(Data extracted from a collection)
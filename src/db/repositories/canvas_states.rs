use anyhow::{Context, Result};
use chrono::Utc;
use rusqlite::{params, OptionalExtension, Row};

use crate::canvas::Raster;
use crate::db::{
    connection::Database,
    helpers::{invalid_column, parse_datetime},
    models::CanvasState,
};

fn row_to_canvas_state(row: &Row) -> Result<CanvasState, rusqlite::Error> {
    let updated_at: String = row.get("updated_at")?;

    Ok(CanvasState {
        document_id: row.get("document_id")?,
        composite: Raster::from_encoded(row.get::<_, String>("composite")?),
        clean: Raster::from_encoded(row.get::<_, String>("clean")?),
        updated_at: parse_datetime(&updated_at, "updated_at").map_err(invalid_column)?,
    })
}

impl Database {
    pub async fn get_canvas_state(&self, document_id: &str) -> Result<Option<CanvasState>> {
        let document_id = document_id.to_string();
        self.execute(move |conn| {
            let mut stmt = conn.prepare(
                "SELECT document_id, composite, clean, updated_at
                 FROM canvas_states
                 WHERE document_id = ?1",
            )?;

            let state = stmt
                .query_row(params![document_id], row_to_canvas_state)
                .optional()
                .context("failed to load canvas state")?;

            Ok(state)
        })
        .await
    }

    pub async fn upsert_canvas_state(
        &self,
        document_id: &str,
        composite: &Raster,
        clean: &Raster,
    ) -> Result<()> {
        let document_id = document_id.to_string();
        let composite = composite.as_str().to_string();
        let clean = clean.as_str().to_string();
        let updated_at = Utc::now().to_rfc3339();

        self.execute(move |conn| {
            conn.execute(
                "INSERT INTO canvas_states (document_id, composite, clean, updated_at)
                 VALUES (?1, ?2, ?3, ?4)
                 ON CONFLICT(document_id) DO UPDATE SET
                     composite = excluded.composite,
                     clean = excluded.clean,
                     updated_at = excluded.updated_at",
                params![document_id, composite, clean, updated_at],
            )
            .context("failed to upsert canvas state")?;
            Ok(())
        })
        .await
    }

    pub async fn delete_canvas_state(&self, document_id: &str) -> Result<bool> {
        let document_id = document_id.to_string();
        self.execute(move |conn| {
            let deleted = conn
                .execute(
                    "DELETE FROM canvas_states WHERE document_id = ?1",
                    params![document_id],
                )
                .context("failed to delete canvas state")?;
            Ok(deleted > 0)
        })
        .await
    }
}

#[cfg(test)]
mod tests {
    use super::*;

    #[tokio::test]
    async fn canvas_state_upsert_and_reload() {
        let dir = tempfile::tempdir().expect("tempdir");
        let db = Database::new(dir.path().join("canvas.db")).expect("open");

        assert!(db.get_canvas_state("doc").await.expect("get").is_none());

        let composite = Raster::from_encoded("data:image/png;base64,Q09NUA==");
        let clean = Raster::from_encoded("data:image/png;base64,Q0xFQU4=");
        db.upsert_canvas_state("doc", &composite, &clean)
            .await
            .expect("upsert");

        let state = db.get_canvas_state("doc").await.expect("get").expect("present");
        assert_eq!(state.composite, composite);
        assert_eq!(state.clean, clean);

        db.upsert_canvas_state("doc", &Raster::empty(), &Raster::empty())
            .await
            .expect("reset");
        let state = db.get_canvas_state("doc").await.expect("get").expect("present");
        assert!(state.composite.is_empty());
        assert!(state.clean.is_empty());

        assert!(db.delete_canvas_state("doc").await.expect("delete"));
        assert!(!db.delete_canvas_state("doc").await.expect("delete again"));
    }
}
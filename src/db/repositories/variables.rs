use anyhow::{Context, Result};
use chrono::Utc;
use rusqlite::{params, OptionalExtension, Row};

use crate::db::{
    connection::Database,
    helpers::{invalid_column, parse_datetime},
    models::DocumentVariables,
};
use crate::variables::{StoreFuture, VariableStore, Variables};

fn row_to_document_variables(row: &Row) -> Result<DocumentVariables, rusqlite::Error> {
    let variables_json: String = row.get("variables")?;
    let updated_at: String = row.get("updated_at")?;

    Ok(DocumentVariables {
        document_id: row.get("document_id")?,
        variables: serde_json::from_str(&variables_json).map_err(invalid_column)?,
        updated_at: parse_datetime(&updated_at, "updated_at").map_err(invalid_column)?,
    })
}

impl Database {
    pub async fn get_document_variables(
        &self,
        document_id: &str,
    ) -> Result<Option<DocumentVariables>> {
        let document_id = document_id.to_string();
        self.execute(move |conn| {
            let mut stmt = conn.prepare(
                "SELECT document_id, variables, updated_at
                 FROM document_variables
                 WHERE document_id = ?1",
            )?;

            let record = stmt
                .query_row(params![document_id], row_to_document_variables)
                .optional()
                .context("failed to load document variables")?;

            Ok(record)
        })
        .await
    }

    /// Replaces the stored dictionary for `document_id`.
    pub async fn upsert_document_variables(
        &self,
        document_id: &str,
        variables: &Variables,
    ) -> Result<()> {
        let document_id = document_id.to_string();
        let variables_json =
            serde_json::to_string(variables).context("failed to serialize variables")?;
        let updated_at = Utc::now().to_rfc3339();

        self.execute(move |conn| {
            conn.execute(
                "INSERT INTO document_variables (document_id, variables, updated_at)
                 VALUES (?1, ?2, ?3)
                 ON CONFLICT(document_id) DO UPDATE SET
                     variables = excluded.variables,
                     updated_at = excluded.updated_at",
                params![document_id, variables_json, updated_at],
            )
            .context("failed to upsert document variables")?;
            Ok(())
        })
        .await
    }

    pub async fn delete_document_variables(&self, document_id: &str) -> Result<bool> {
        let document_id = document_id.to_string();
        self.execute(move |conn| {
            let deleted = conn
                .execute(
                    "DELETE FROM document_variables WHERE document_id = ?1",
                    params![document_id],
                )
                .context("failed to delete document variables")?;
            Ok(deleted > 0)
        })
        .await
    }
}

impl VariableStore for Database {
    fn load<'a>(&'a self, document_id: &'a str) -> StoreFuture<'a, Option<Variables>> {
        Box::pin(async move {
            Ok(self
                .get_document_variables(document_id)
                .await?
                .map(|record| record.variables))
        })
    }

    fn save<'a>(&'a self, document_id: &'a str, variables: &'a Variables) -> StoreFuture<'a, ()> {
        Box::pin(self.upsert_document_variables(document_id, variables))
    }
}
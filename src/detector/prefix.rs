use crate::canvas::Raster;

use super::ChangeDetector;

pub const DEFAULT_SAMPLE_LEN: usize = 1000;

/// Compares only the first `sample_len` characters of the encoded rasters.
///
/// Approximate on purpose: a change whose encoding differs only past the
/// sampled prefix goes unnoticed, and any prefix difference counts.
#[derive(Debug, Clone, Copy)]
pub struct PrefixDetector {
    sample_len: usize,
}

impl PrefixDetector {
    pub fn new(sample_len: usize) -> Self {
        Self {
            sample_len: sample_len.max(1),
        }
    }
}

impl Default for PrefixDetector {
    fn default() -> Self {
        Self::new(DEFAULT_SAMPLE_LEN)
    }
}

impl ChangeDetector for PrefixDetector {
    fn has_changed_significantly(&self, previous: Option<&Raster>, current: &Raster) -> bool {
        let Some(previous) = previous else {
            return true;
        };
        prefix(previous.as_str(), self.sample_len) != prefix(current.as_str(), self.sample_len)
    }
}

fn prefix(value: &str, len: usize) -> &str {
    match value.char_indices().nth(len) {
        Some((idx, _)) => &value[..idx],
        None => value,
    }
}

#[cfg(test)]
mod tests {
    use super::*;

    #[test]
    fn missing_previous_always_counts_as_changed() {
        let detector = PrefixDetector::default();
        assert!(detector.has_changed_significantly(None, &Raster::empty()));
        assert!(detector.has_changed_significantly(None, &Raster::from_encoded("abc")));
    }

    #[test]
    fn identical_rasters_are_unchanged() {
        let detector = PrefixDetector::default();
        let raster = Raster::from_encoded("x".repeat(5000));
        assert!(!detector.has_changed_significantly(Some(&raster), &raster.clone()));
    }

    #[test]
    fn only_the_sampled_prefix_is_compared() {
        let detector = PrefixDetector::new(4);
        let base = Raster::from_encoded("abcdXXXX");
        let tail_change = Raster::from_encoded("abcdYYYY");
        let head_change = Raster::from_encoded("abzdXXXX");

        assert!(!detector.has_changed_significantly(Some(&base), &tail_change));
        assert!(detector.has_changed_significantly(Some(&base), &head_change));
    }

    #[test]
    fn reset_to_empty_counts_as_changed() {
        let detector = PrefixDetector::default();
        let drawn = Raster::from_encoded("data:image/png;base64,AAAA");
        assert!(detector.has_changed_significantly(Some(&drawn), &Raster::empty()));
    }
}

_What you have to do_
If a line falls between the first line of the entries and the line containing "pub async fn get_canvas_state(&self, document_id: &str)", or is one of those two, restate it word for word; leave all other lines out.

_Result for this exercise_
filename src/db/repositories/canvas_states.rs
use anyhow::{Context, Result};
use chrono::Utc;
use rusqlite::{params, OptionalExtension, Row};

use crate::canvas::Raster;
use crate::db::{
    connection::Database,
    helpers::{invalid_column, parse_datetime},
    models::CanvasState,
};

fn row_to_canvas_state(row: &Row) -> Result<CanvasState, rusqlite::Error> {
    let updated_at: String = row.get("updated_at")?;

    Ok(CanvasState {
        document_id: row.get("document_id")?,
        composite: Raster::from_encoded(row.get::<_, String>("composite")?),
        clean: Raster::from_encoded(row.get::<_, String>("clean")?),
        updated_at: parse_datetime(&updated_at, "updated_at").map_err(invalid_column)?,
    })
}

impl Database {
    pub async fn get_canvas_state(&self, document_id: &str) -> Result<Option<CanvasState>> {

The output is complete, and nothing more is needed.